# Questions about yamaha wolverine



## fallcreek (May 25, 2010)

Looking at buying a 97' Wolverine 350 4x4 full time for around $1400 low miles and in mint condition. A older gentleman that I know bought it new and has hardly ridden it and it mostly sits in his barn. He asked me if I wanted and that when he gets back in a week from his son's house in FL. that we would talk about it. This would be my first ATV, and its usage would be hunting,trail riding, and pulling lawn and landscaping attachments mainly . I'm 6'4" 260 how well would it fit my needs? Also any pro's/ con's?


----------



## skidmark845 (Nov 28, 2006)

Hi,

I have that machine. It should be fine. I use it for hunting and plowing. Not sure how heavy the item you plan to pull are. I dont pull too many things with mine. I never had any issues.


----------



## BlueRam2500 (Jan 15, 2005)

They are good machines in my opinion. As long as you know the limits of the machine you should be fine.


----------



## hammer2108 (Nov 3, 2009)

I have a 2000 and think it is a great trail/plow machine I live in upstate ny so have plowed quite a bit with it this year and it works even better with the new mudlites. probably going to be underpowered for pulling a tilling type attachment but Ive never used mine for that. should be fine for pulling rolling attachments.(mowers wagons sprayers) 1st gear is pretty good but they have no low range. IMO the machine is very reliable fun to drive and the motor is a proven design although not going to out drag race the new 8000 dollar v-twin machines I would like to see a new one in the 500 to 600 cc range manual shift. im 6ft 240 lbs and it is just fine.


----------



## fallcreek (May 25, 2010)

Thanks for info. Will be pulling a offset disc, weighs around 400lbs. when disc are angled don't know how much drag is added.

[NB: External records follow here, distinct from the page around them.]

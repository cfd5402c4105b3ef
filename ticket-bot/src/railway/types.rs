//! Provider wire DTOs.
//!
//! These mirror the provider's JSON exactly. Fields the provider sends as
//! `null` are `Option`; nothing here is validated beyond what serde checks.

use serde::{Deserialize, Serialize};

use crate::domain::{SearchQuery, format_request_date};

/// Body of `POST /handbook/trains/list`.
#[derive(Debug, Clone, PartialEq, Eq, Serialize, Deserialize)]
pub struct TrainSearchRequest {
    pub directions: RequestDirections,
}

#[derive(Debug, Clone, PartialEq, Eq, Serialize, Deserialize)]
pub struct RequestDirections {
    pub forward: JourneyRequest,
    /// Return leg; never sent by the bot but part of the provider shape.
    #[serde(rename = "return", default, skip_serializing_if = "Option::is_none")]
    pub return_journey: Option<JourneyRequest>,
}

/// One journey direction.
#[derive(Debug, Clone, PartialEq, Eq, Serialize, Deserialize)]
#[serde(rename_all = "camelCase")]
pub struct JourneyRequest {
    /// Travel date, `YYYY-MM-DD`.
    pub date: String,
    pub dep_station_code: String,
    pub arv_station_code: String,
}

impl From<&SearchQuery> for TrainSearchRequest {
    fn from(query: &SearchQuery) -> Self {
        Self {
            directions: RequestDirections {
                forward: JourneyRequest {
                    date: format_request_date(query.date()),
                    dep_station_code: query.origin().to_string(),
                    arv_station_code: query.destination().to_string(),
                },
                return_journey: None,
            },
        }
    }
}

/// Response envelope. Exactly one of `data` / `error` is expected.
#[derive(Debug, Clone, Default, Deserialize)]
pub struct TrainSearchResponse {
    #[serde(default)]
    pub data: Option<TrainSearchData>,
    #[serde(default)]
    pub error: Option<ApiErrorBody>,
}

/// In-band error reported by the provider.
#[derive(Debug, Clone, Default, Deserialize)]
pub struct ApiErrorBody {
    #[serde(default)]
    pub code: String,
    #[serde(default)]
    pub message: String,
    #[serde(default)]
    pub details: Option<String>,
}

#[derive(Debug, Clone, Default, Deserialize)]
pub struct TrainSearchData {
    #[serde(default)]
    pub directions: ResponseDirections,
}

#[derive(Debug, Clone, Default, Deserialize)]
pub struct ResponseDirections {
    #[serde(default)]
    pub forward: Option<DirectionTrains>,
    #[serde(default, rename = "return")]
    pub return_trains: Option<DirectionTrains>,
}

#[derive(Debug, Clone, Default, Deserialize)]
pub struct DirectionTrains {
    #[serde(default)]
    pub trains: Vec<RawTrain>,
}

impl TrainSearchData {
    /// Trains for the forward direction, empty when the provider omitted it.
    pub fn forward_trains(&self) -> &[RawTrain] {
        self.directions
            .forward
            .as_ref()
            .map(|d| d.trains.as_slice())
            .unwrap_or(&[])
    }
}

/// A train as the provider returns it.
#[derive(Debug, Clone, Deserialize)]
#[serde(rename_all = "camelCase")]
pub struct RawTrain {
    /// Rolling-stock code, e.g. "СКРСТ".
    #[serde(rename = "type", default)]
    pub train_type: String,
    pub number: String,
    /// `DD.MM.YYYY HH:MM`
    pub departure_date: String,
    /// `DD.MM.YYYY HH:MM`
    pub arrival_date: String,
    #[serde(default)]
    pub time_on_way: String,
    #[serde(default)]
    pub brand: String,
    #[serde(default)]
    pub origin_route: RouteInfo,
    #[serde(default)]
    pub sub_route: SubRoute,
    #[serde(default)]
    pub cars: Vec<RawCar>,
    #[serde(default)]
    pub train_id: Option<String>,
    #[serde(default)]
    pub comment: Option<String>,
}

/// Endpoints of the train's whole route.
#[derive(Debug, Clone, Default, Deserialize)]
#[serde(rename_all = "camelCase")]
pub struct RouteInfo {
    #[serde(default)]
    pub dep_station_name: String,
    #[serde(default)]
    pub arv_station_name: String,
}

/// The searched segment of the route.
#[derive(Debug, Clone, Default, Deserialize)]
#[serde(rename_all = "camelCase")]
pub struct SubRoute {
    #[serde(default)]
    pub dep_station_name: String,
    #[serde(default)]
    pub dep_station_code: String,
    #[serde(default)]
    pub arv_station_name: String,
    #[serde(default)]
    pub arv_station_code: String,
}

#[derive(Debug, Clone, Deserialize)]
#[serde(rename_all = "camelCase")]
pub struct RawCar {
    /// Seat class, e.g. "O'rindiqli", "Kupe".
    #[serde(rename = "type", default)]
    pub car_type: String,
    #[serde(default)]
    pub free_seats: u32,
    #[serde(default)]
    pub tariffs: Vec<RawTariff>,
}

#[derive(Debug, Clone, Deserialize)]
#[serde(rename_all = "camelCase")]
pub struct RawTariff {
    /// Service class, e.g. "1В", "2Е".
    #[serde(default)]
    pub class_service_type: String,
    #[serde(default)]
    pub free_seats: u32,
    /// Price in whole UZS.
    pub tariff: u64,
}

#[cfg(test)]
pub(crate) const SAMPLE_RESPONSE: &str = r#"{
    "data": {
        "directions": {
            "forward": {
                "trains": [
                    {
                        "type": "СКРСТ",
                        "number": "778Ф",
                        "departureDate": "02.09.2025 06:03",
                        "timeOnWay": "02:18",
                        "originRoute": {
                            "depStationName": "Toshkent Markaziy",
                            "arvStationName": "Buxoro"
                        },
                        "arrivalDate": "02.09.2025 08:21",
                        "brand": "Afrosiyob",
                        "cars": [
                            {
                                "type": "O'rindiqli",
                                "freeSeats": 77,
                                "tariffs": [
                                    { "classServiceType": "1В", "freeSeats": 11, "tariff": 545000 },
                                    { "classServiceType": "2Е", "freeSeats": 66, "tariff": 270000 }
                                ]
                            }
                        ],
                        "subRoute": {
                            "depStationName": "TOSHKENT",
                            "depStationCode": "2900000",
                            "arvStationName": "SAMARQAND",
                            "arvStationCode": "2900700"
                        },
                        "trainId": null,
                        "comment": null
                    },
                    {
                        "type": "СК",
                        "number": "710Ф",
                        "departureDate": "02.09.2025 18:30",
                        "timeOnWay": "03:40",
                        "originRoute": {
                            "depStationName": "Toshkent Markaziy",
                            "arvStationName": "Qarshi"
                        },
                        "arrivalDate": "02.09.2025 22:10",
                        "brand": "Sharq",
                        "cars": [
                            {
                                "type": "Kupe",
                                "freeSeats": 0,
                                "tariffs": [
                                    { "classServiceType": "2К", "freeSeats": 0, "tariff": 310000 }
                                ]
                            }
                        ],
                        "subRoute": {
                            "depStationName": "TOSHKENT",
                            "depStationCode": "2900000",
                            "arvStationName": "SAMARQAND",
                            "arvStationCode": "2900700"
                        },
                        "trainId": "abc",
                        "comment": null
                    }
                ]
            }
        }
    },
    "error": null
}"#;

Skidmark- any trans or motor things to worry about?


----------



## firemanmarc (Dec 27, 2009)

Hello, I have a 1996 wolverine that has my homemade 54" wide 22" tall hydraulic lift snowplow. I have beat on this thing since new, never used it much for joy riding, mostly hard farm work. I have pulled loaded gravity wagons, loaded hay wagons, skidded rather large tree butts, etc.. Never repaired anything mechanical, only a few electrical issues(melted wiring harness). Three years ago while trying to bust out a neighbors driveway it got so hot it melted the porcelain out of the spark plug.. I must admit it doesn't seem to have the same snap now, but it is 15 years old.... I don't think anyone could ever be dissapointed with this machine.... Marc


----------



## skidmark845 (Nov 28, 2006)

fallcreek;1219509 said:


> Thanks for info. Will be pulling a offset disc, weighs around 400lbs. when disc are angled don't know how much drag is added.
> 
> Skidmark- any trans or motor things to worry about?


Hi, no issues with motor or trans at all. I once went through a stream that was too deep. The air filter box was full of water. Replaced the air filer and oil and machine didn't miss a beat.


----------